Mit der Singlestar BoltTone legt Frank Deimel ein Gitarren-Design vor, das vom Pattern der LP Special ausgehend eigene Wege der Ausgestaltung in Richtung Spielkomfort und Klangumsetzung verfolgt. Abgesehen von der vertrauten Silhouette ist bei der Singlestar aber eigentlich so gut wie alles anders als beim Gibson-Modell. Das fängt schon bei der Holzwahl an, setzt sich über Korpuskonturen, die differierende Hals-Korpusverbindung, die Mensur und das Vibratosystem fort und endet noch nicht einmal bei der zugespitzten Elektrik.

Im Detail: Für den Korpus fand Frank schönes altes Erlenholz (Red Alder), eine einteilige Planke von knapp 47 mm Stärke, der er großzügige Konturen im Bereich der Armauflage und am Boden oben verschaffte. In diesen Body ist der Hals aus geflammtem europäischem Ahorn mit bis ins Cutaway hinein freigestellter Flanke tief eingesetzt und mit drei parallel gesetzten Schrauben mit ungemeiner Festigkeit eingebracht. Das darauf platzierte Griffbrett aus Macassar Ebony mit Compound-Radius (9,5″-12″) beherbergt 22 mittelstarke Bünde (Stewmac 0158 Pyramid) und Pearl Dot Inlays.

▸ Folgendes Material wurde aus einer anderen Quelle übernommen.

#![deny(unsafe_code)]
#![warn(missing_docs)]
#![allow(
    clippy::missing_errors_doc,
    clippy::missing_panics_doc,
    clippy::module_name_repetitions,
    clippy::uninlined_format_args
)]

//! # conveyor - bounded multi-queue pipelines
//!
//! Building blocks for moving data through sequential transformation stages
//! with backpressure and cooperative cancellation, plus a completion-based
//! hand-off queue for producer/consumer rendezvous without polling.
//!
//! ## Architecture
//!
//! ```text
//! producers ──▶ QueueGroup<A> ──▶ PipelineStage ──▶ QueueGroup<B> ──▶ ... ──▶ sink stage
//!               (N bounded        (transform,        (owned by the
//!                member queues)    one thread)        feeding stage)
//! ```
//!
//! - **[`queue::BoundedQueue`]** - fixed-capacity, thread-safe FIFO with
//!   blocking put/take, timeouts, and a one-way "no more input" signal.
//! - **[`group::QueueGroup`]** - a fixed set of bounded queues addressed as
//!   one logical channel; fan-out "add to any" and fan-in "take from any"
//!   distribute contention across members.
//! - **[`stage::PipelineStage`]** - consumes from an input group, applies a
//!   transform or terminal action per item, publishes to an output group,
//!   and propagates completion and cancellation.
//! - **[`pipeline::Pipeline`]** - spawns one thread per stage, contains
//!   panics, and aggregates per-stage reports.
//! - **[`handoff::AsyncHandoffQueue`]** - unbounded rendezvous queue whose
//!   `take` returns a future resolved exactly when a matching `add` occurs.
//!
//! ## Quick start
//!
//! ```
//! use conveyor::{Pipeline, PipelineStage, QueueGroup};
//! use std::sync::{Arc, Mutex};
//!
//! let source: Arc<QueueGroup<i32>> = Arc::new(QueueGroup::new(2, 64));
//! let doubled: Arc<QueueGroup<i32>> = Arc::new(QueueGroup::new(2, 64));
//! let sums = Arc::new(Mutex::new(0));
//!
//! let mut pipeline = Pipeline::new();
//! let cancel = pipeline.cancel_token();
//!
//! pipeline.spawn(PipelineStage::transform(
//!     "double",
//!     Arc::clone(&source),
//!     Arc::clone(&doubled),
//!     cancel.clone(),
//!     |n: i32| Ok(vec![n * 2]),
//! )).unwrap();
//!
//! let sink_sums = Arc::clone(&sums);
//! pipeline.spawn(PipelineStage::sink(
//!     "sum",
//!     doubled,
//!     cancel.clone(),
//!     move |n: i32| {
//!         *sink_sums.lock().unwrap() += n;
//!         Ok(())
//!     },
//! )).unwrap();
//!
//! for n in [1, 2, 3] {
//!     source.add_to_any(n, &cancel).unwrap();
//! }
//! source.complete_all();
//!
//! let summary = pipeline.wait().unwrap();
//! assert!(summary.all_completed());
//! assert_eq!(*sums.lock().unwrap(), 12);
//! ```

pub mod cancel;
pub mod errors;
pub mod group;
pub mod handoff;
pub mod pipeline;
pub mod progress;
pub mod queue;
pub mod stage;

pub use cancel::CancelToken;
pub use errors::{ConveyorError, Result};
pub use group::{GroupAddError, GroupTakeOutcome, QueueGroup};
pub use handoff::{AsyncHandoffQueue, TakeFuture};
pub use pipeline::{Pipeline, PipelineSummary};
pub use queue::{AddError, BoundedQueue, QueueStats, TakeOutcome};
pub use stage::{PipelineStage, StageConfig, StageFailure, StageReport, StageState};
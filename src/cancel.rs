//! Cooperative cancellation.
//!
//! A [`CancelToken`] is a cloneable flag shared between the code that triggers
//! cancellation (a signal handler, a keypress listener, the pipeline
//! orchestrator) and the stages that honor it. Cancellation is one-way and is
//! only observed at take/add boundaries; it never interrupts a transform that
//! is already running.

use std::sync::Arc;
use std::sync::atomic::{AtomicBool, Ordering};

/// Shared cancellation flag, checked cooperatively at queue boundaries.
///
/// Clones share the same underlying flag; any clone can cancel, all clones
/// observe it.
///
/// # Example
/// ```
/// use conveyor::CancelToken;
///
/// let token = CancelToken::new();
/// let observer = token.clone();
/// assert!(!observer.is_cancelled());
/// token.cancel();
/// assert!(observer.is_cancelled());
/// ```
#[derive(Debug, Clone, Default)]
pub struct CancelToken {
    cancelled: Arc<AtomicBool>,
}

impl CancelToken {
    /// Create a new, un-cancelled token.
    #[must_use]
    pub fn new() -> Self {
        Self { cancelled: Arc::new(AtomicBool::new(false)) }
    }

    /// Set the flag. Idempotent; never resets.
    pub fn cancel(&self) {
        self.cancelled.store(true, Ordering::SeqCst);
    }

    /// Check whether cancellation has been requested.
    #[must_use]
    pub fn is_cancelled(&self) -> bool {
        self.cancelled.load(Ordering::Relaxed)
    }
}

Gut sichtbare Punkteinlagen aus Perlmutt auf der Sichtkante unterstützen die sichere Tonhöhennavigation. Die in leichtem Winkel (10 Grad) herausgeführte Kopfplatte trägt das Firmenlogo im Black Fiber Layer und ist mit aged Gotoh Kluson Style Tunern ausgestattet. Und nicht zu vergessen: die schöne Möglichkeit des unkomplizierten Zugriffs auf den Halsstab über die Inbus-Mutter im seitlichen Halsfuß.

Freigestellter Halsfuß (Bild: Dieter Stork)

Die Saiten werden über einen Sattel aus Knochen mit einer (Fender-)Mensurlänge von 648 mm hinüber zur Deimel Vibratone Bridge (maßgefertigt von ABM) geführt, wo sie in einem von fünf Federn gehaltenen Stahlblock geankert sind. Zuvor laufen sie paarig über drei verstellbare T-Tune-Saitenreiter aus Messing. Ein hybrides Vibrato-System also, das Elemente von S- und T-Style Bridges kombiniert.

Elektrik: Am Hals finden wir den Deimel SP90 Neck Pickup (mit Stabmagneten wie bei einem Strat-Pickup), in Stegposition den regulären Deimel P90 Bridge Pickup mit Polschrauben, beide in Soapbar-Kappen. Geschaltet wird über einen auf das Horn vorn oben gesetzten Dreiwege-Toggle, verwaltet mit einem generell arbeitenden Volume-Regler, einem ebensolchen Tone-Poti und noch einem zusätzlichen Tap-Blend Regler (Blender-Poti von Lindy Fralin), dazu später mehr.

Starke Elektrik mit Deimel P90 Pickups plus Tap-Blend-Regler (Bild: Dieter Stork)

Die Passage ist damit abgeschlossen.